Check every line of the material for the word "ledger". Copy those that have it.

● ● ● ● ●

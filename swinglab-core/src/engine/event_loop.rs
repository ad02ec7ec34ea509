//! Bar-by-bar event loop — the heart of the backtest.
//!
//! Strictly ordered, single-threaded: for each bar the simulated broker's
//! notifications are dispatched first (order manager, then ledger), and only
//! then does the strategy policy see the bar. The decision is skipped
//! entirely during warmup and while an order is outstanding. Replaying the
//! same bar sequence yields identical orders and P/L.

use serde::{Deserialize, Serialize};

use crate::domain::{Bar, ClosedTrade, IdGen, OrderKind, OrderSide};
use crate::engine::ledger::{RunSummary, TradeLedger};
use crate::engine::order_manager::OrderManager;
use crate::engine::sim::SimBroker;
use crate::error::EngineError;
use crate::indicators::snapshot::IndicatorSet;
use crate::strategy::{Action, StrategyPolicy};

/// Configuration for a single backtest run.
#[derive(Debug, Clone, Copy, PartialEq, Serialize, Deserialize)]
pub struct EngineConfig {
    pub initial_cash: f64,
    /// Commission rate per fill, as a fraction of notional.
    pub commission_rate: f64,
    /// Quantity for strategy entries.
    pub order_size: u32,
}

impl Default for EngineConfig {
    fn default() -> Self {
        Self {
            initial_cash: 100_000.0,
            commission_rate: 0.001,
            order_size: 10,
        }
    }
}

/// Result of a complete backtest run.
#[derive(Debug)]
pub struct RunResult {
    pub summary: RunSummary,
    pub trades: Vec<ClosedTrade>,
    pub bar_count: usize,
    pub warmup_bars: usize,
}

/// Run a backtest over one symbol's bar history.
pub fn run_backtest(
    bars: &[Bar],
    indicator_set: &IndicatorSet,
    policy: &dyn StrategyPolicy,
    config: &EngineConfig,
) -> Result<RunResult, EngineError> {
    let warmup_bars = indicator_set.warmup_bars();

    let mut broker = SimBroker::with_cash(config.commission_rate, config.initial_cash);
    let mut ledger = TradeLedger::new(broker.starting_value());

    if bars.is_empty() {
        let starting = broker.starting_value();
        return Ok(RunResult {
            summary: ledger.summary(starting),
            trades: Vec::new(),
            bar_count: 0,
            warmup_bars,
        });
    }

    let values = indicator_set.precompute(bars);
    let mut manager = OrderManager::new(bars[0].symbol.clone());
    let mut id_gen = IdGen::new();
    let mut last_close = bars[0].close;

    for (t, bar) in bars.iter().enumerate() {
        // Phase 1: deliver every notification for this bar.
        for event in broker.process_bar(bar, t) {
            manager.on_event(&mut broker, &mut id_gen, &event, t)?;
            ledger.on_event(&event);
        }

        if !bar.close.is_nan() {
            last_close = bar.close;
        }

        // Phase 2: the decision — skipped during warmup and while an order
        // is in flight.
        if t < warmup_bars || manager.outstanding_order_id().is_some() {
            continue;
        }

        let snapshot = indicator_set.snapshot(&values, t);
        let action = policy.evaluate(bars, t, &snapshot, manager.position_state());

        match action {
            Action::EnterLong(plan) => {
                manager.submit_entry(
                    &mut broker,
                    &mut id_gen,
                    OrderSide::Buy,
                    OrderKind::Market,
                    config.order_size,
                    Some(plan.protection),
                    t,
                )?;
            }
            Action::EnterShort(plan) => {
                manager.submit_entry(
                    &mut broker,
                    &mut id_gen,
                    OrderSide::Sell,
                    OrderKind::Market,
                    config.order_size,
                    Some(plan.protection),
                    t,
                )?;
            }
            Action::ExitPosition => {
                manager.submit_exit(&mut broker, &mut id_gen, t)?;
            }
            Action::NoAction => {}
        }
    }

    let ending_value = broker.account_value(last_close);
    Ok(RunResult {
        summary: ledger.summary(ending_value),
        trades: ledger.trades().to_vec(),
        bar_count: bars.len(),
        warmup_bars,
    })
}

#[cfg(test)]
mod tests {
    use super::*;
    use crate::indicators::snapshot::IndicatorParams;
    use crate::strategy::StochasticCrossover;

    fn oscillating_bars(n: usize) -> Vec<Bar> {
        // A slow sine wave gives the stochastic clean overbought/oversold
        // swings.
        let closes: Vec<f64> = (0..n)
            .map(|i| 100.0 + (i as f64 * 0.35).sin() * 8.0)
            .collect();
        crate::indicators::make_bars(&closes)
    }

    fn small_params() -> IndicatorParams {
        IndicatorParams {
            period: 5,
            fast_smoothing: 2,
            slow_smoothing: 2,
            dev_factor: 2.0,
            adx_period: 5,
        }
    }

    #[test]
    fn empty_history_yields_flat_summary() {
        let set = IndicatorSet::new(small_params());
        let policy = StochasticCrossover::default_params();
        let result = run_backtest(&[], &set, &policy, &EngineConfig::default()).unwrap();
        assert_eq!(result.bar_count, 0);
        assert_eq!(result.summary.pnl, 0.0);
    }

    #[test]
    fn run_produces_trades_on_oscillating_series() {
        let bars = oscillating_bars(160);
        let set = IndicatorSet::new(small_params());
        let policy = StochasticCrossover::new(80.0, 20.0, 1.0);
        let result = run_backtest(&bars, &set, &policy, &EngineConfig::default()).unwrap();

        assert_eq!(result.bar_count, 160);
        assert!(
            !result.trades.is_empty(),
            "oscillating series should complete at least one round trip"
        );
        let expected_pnl = result.summary.ending_value - result.summary.starting_value;
        assert!((result.summary.pnl - expected_pnl).abs() < 1e-10);
    }

    #[test]
    fn replay_is_deterministic() {
        let bars = oscillating_bars(160);
        let set = IndicatorSet::new(small_params());
        let policy = StochasticCrossover::new(80.0, 20.0, 1.0);
        let config = EngineConfig::default();

        let a = run_backtest(&bars, &set, &policy, &config).unwrap();
        let b = run_backtest(&bars, &set, &policy, &config).unwrap();

        assert_eq!(a.summary.ending_value, b.summary.ending_value);
        assert_eq!(a.trades.len(), b.trades.len());
        for (x, y) in a.trades.iter().zip(b.trades.iter()) {
            assert_eq!(x.id, y.id);
            assert_eq!(x.net_pnl, y.net_pnl);
            assert_eq!(x.close_date, y.close_date);
        }
    }
}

● ● ● ● ●

** Written reply **
//! notifications are dispatched first (order manager, then ledger), and only
use crate::engine::ledger::{RunSummary, TradeLedger};
    let mut ledger = TradeLedger::new(broker.starting_value());
            summary: ledger.summary(starting),
            ledger.on_event(&event);
        summary: ledger.summary(ending_value),
        trades: ledger.trades().to_vec(),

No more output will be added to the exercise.